- **GIVEN RECORDS**:
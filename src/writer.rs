use crate::{
    codegen::CodeGenerator,
    config::CoreConfig,
    error::CreateError,
    models::{Link, LinkFilter, NewLink},
    probe::UrlProbe,
    store::{Inserted, LinkStore},
};
use chrono::{DateTime, Utc};
use std::sync::Arc;
use url::Url;

/// Creates links: validates the long URL, refuses duplicates of a live
/// link, and persists a new row under a freshly generated code.
pub struct LinkWriter {
    store: Arc<dyn LinkStore>,
    probe: Arc<dyn UrlProbe>,
    generator: CodeGenerator,
    retention: chrono::Duration,
}

impl LinkWriter {
    pub fn new(store: Arc<dyn LinkStore>, probe: Arc<dyn UrlProbe>, config: &CoreConfig) -> Self {
        Self {
            store,
            probe,
            generator: CodeGenerator::new(config.code_len),
            retention: chrono::Duration::days(config.expired_keep_days),
        }
    }

    /// Create a link for `owner_id` pointing at `long_url`.
    ///
    /// Returns [`CreateError::Conflict`] carrying the existing code when the
    /// owner already has an active link for the same URL.
    ///
    /// A code that is already taken is regenerated with a millisecond
    /// timestamp salt from the previous code, and the insert retried until
    /// it lands. There is no attempt limit.
    pub async fn create(
        &self,
        owner_id: &str,
        long_url: &str,
        deadline: Option<DateTime<Utc>>,
    ) -> Result<Link, CreateError> {
        let url = parse_http_url(long_url)?;

        self.probe.check(&url).await?;

        let existing = self
            .store
            .get(&LinkFilter::by_owner_and_url(owner_id, long_url))
            .await?;
        if let Some(existing) = existing {
            if !existing.is_expired() {
                return Err(CreateError::Conflict {
                    code: existing.code,
                });
            }
        }

        let now = Utc::now();
        let mut link = NewLink {
            owner_id: owner_id.to_owned(),
            code: self.generator.generate(owner_id, long_url, ""),
            salt: String::new(),
            long_url: long_url.to_owned(),
            deadline,
            retention_expiry: deadline.map(|d| d + self.retention),
            created_at: now,
            updated_at: now,
        };

        loop {
            match self.store.create(&link).await? {
                Inserted::Created(id) => {
                    tracing::info!("Created link {} for owner '{}'", link.code, owner_id);
                    return Ok(link.into_link(id));
                }
                Inserted::CodeTaken => {
                    let salt = Utc::now().timestamp_millis().to_string();
                    let code = self.generator.generate(owner_id, &link.code, &salt);
                    tracing::warn!(
                        "Code {} already taken, retrying with {} (salt {})",
                        link.code,
                        code,
                        salt
                    );
                    link.code = code;
                    link.salt = salt;
                }
            }
        }
    }
}

/// Accept only absolute http(s) URLs.
fn parse_http_url(raw: &str) -> Result<Url, CreateError> {
    let url = Url::parse(raw).map_err(|_| CreateError::InvalidUrl)?;
    match url.scheme() {
        "http" | "https" if url.host().is_some() => Ok(url),
        _ => Err(CreateError::InvalidUrl),
    }
}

- **PROBLEM**:
Where in the entries does the word "InvalidUrl" occur? Copy out each line that has it.

- **THE COMPLETED TASK**:
    let url = Url::parse(raw).map_err(|_| CreateError::InvalidUrl)?;
        _ => Err(CreateError::InvalidUrl),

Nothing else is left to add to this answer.